## WHAT IS EXPECTED
Records follow. Select each line holding "const".

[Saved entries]
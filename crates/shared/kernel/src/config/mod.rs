use config::{Config, Environment, File};
use serde::de::DeserializeOwned;
use std::borrow::Cow;
use std::path::{Path, PathBuf};
use tracing::info;

/// Prefix of environment overrides, e.g. `PMGR__SERVER__PORT=8080`.
pub const ENV_PREFIX: &str = "PMGR";
const DEFAULT_FILE: &str = "pmgr";

#[pmgr_derive::pmgr_error]
pub enum ConfigError {
    #[error("Config error{}: {source}", format_context(.context))]
    Config { source: config::ConfigError, context: Option<Cow<'static, str>> },
}

/// Loads `T` from a config file layered under `PMGR__*` environment variables.
///
/// The format follows the file extension (TOML, JSON, YAML). Without a path, `pmgr.*` in
/// the working directory is used when present; otherwise only the environment and the
/// defaults of `T` apply.
///
/// # Errors
///
/// Fails when an explicit file is missing, unparsable, or does not match `T`.
///
/// ```rust
/// use pmgr_kernel::config::load_config;
///
/// #[derive(Default, serde::Deserialize)]
/// struct Settings {
///     port: u16,
/// }
///
/// let cfg: Settings = load_config(Some("config/local")).unwrap_or_default();
/// ```
pub fn load_config<T>(path: Option<impl AsRef<Path>>) -> Result<T, ConfigError>
where
    T: DeserializeOwned,
{
    load_layered(path, None)
}

/// `env` replaces the process environment when given.
fn load_layered<T>(
    path: Option<impl AsRef<Path>>,
    env: Option<config::Map<String, String>>,
) -> Result<T, ConfigError>
where
    T: DeserializeOwned,
{
    let (file, required) = path.map_or_else(
        || (PathBuf::from(DEFAULT_FILE), false),
        |path| (path.as_ref().to_path_buf(), true),
    );
    info!(path = %file.display(), required, "Loading configuration");

    Config::builder()
        .add_source(File::from(file.as_path()).required(required))
        .add_source(
            Environment::with_prefix(ENV_PREFIX)
                .prefix_separator("__")
                .separator("__")
                .convert_case(config::Case::Snake)
                .try_parsing(true)
                .source(env),
        )
        .build()
        .context(format!("Reading {}", file.display()))?
        .try_deserialize::<T>()
        .context("Deserializing configuration")
}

## WRITTEN ANSWER
pub const ENV_PREFIX: &str = "PMGR";
const DEFAULT_FILE: &str = "pmgr";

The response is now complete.